*Exercise*
From the data below, return each line in which the string "CaptureError" is found.

Items from a dataset
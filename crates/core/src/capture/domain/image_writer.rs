use std::path::Path;

use crate::capture::domain::capture_error::CaptureError;
use crate::shared::capture_config::ImageFormat;
use crate::shared::frame::Frame;

/// Encodes a captured frame and persists it.
pub trait ImageWriter: Send {
    fn write(&self, path: &Path, frame: &Frame, format: ImageFormat) -> Result<(), CaptureError>;
}
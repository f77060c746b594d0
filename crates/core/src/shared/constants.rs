/// Directory name used under the platform data and config directories.
pub const APP_DIR_NAME: &str = "AR Capture";
pub const CAPTURES_DIR_NAME: &str = "captures";
pub const SETTINGS_FILE_NAME: &str = "settings.json";

pub const DEFAULT_CAPTURE_FILENAME: &str = "camera.png";

/// Matches the engine's default `EncodeToJPG` quality.
pub const JPEG_QUALITY: u8 = 75;

/// Bytes per texel in the offscreen capture buffer (RGBA8).
pub const TARGET_BYTES_PER_PIXEL: u32 = 4;

pub const PANEL_WIDTH: f32 = 0.6;
pub const PANEL_HEIGHT: f32 = 0.3;

/// Height above the hit plane at which a tapped panel is placed.
pub const PANEL_LIFT: f32 = 0.5;

/// Local height of an anchored panel above its anchor.
pub const ANCHORED_PANEL_LIFT: f32 = 0.7;

/// Keyboard offset below the panel it is parented to.
pub const KEYBOARD_DROP: f32 = -0.31;

pub const DEFAULT_PANEL_URL: &str = "https://www.google.com";
use std::path::PathBuf;

use crate::capture::domain::capture_error::CaptureError;
use crate::shared::constants::{APP_DIR_NAME, CAPTURES_DIR_NAME};

/// App-writable directory that capture filenames are resolved against.
///
/// - macOS: `~/Library/Application Support/AR Capture/captures/`
/// - Linux: `$XDG_DATA_HOME/AR Capture/captures/` or `~/.local/share/AR Capture/captures/`
/// - Windows: `%APPDATA%/AR Capture/captures/`
pub fn default_output_dir() -> Result<PathBuf, CaptureError> {
    dirs::data_dir()
        .map(|d| d.join(APP_DIR_NAME).join(CAPTURES_DIR_NAME))
        .ok_or(CaptureError::NoDataDir)
}
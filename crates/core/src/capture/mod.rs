pub mod domain;
pub mod frame_capture_service;
pub mod infrastructure;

*Answer box*
use crate::capture::domain::capture_error::CaptureError;
    fn write(&self, path: &Path, frame: &Frame, format: ImageFormat) -> Result<(), CaptureError>;
use crate::capture::domain::capture_error::CaptureError;
pub fn default_output_dir() -> Result<PathBuf, CaptureError> {
        .ok_or(CaptureError::NoDataDir)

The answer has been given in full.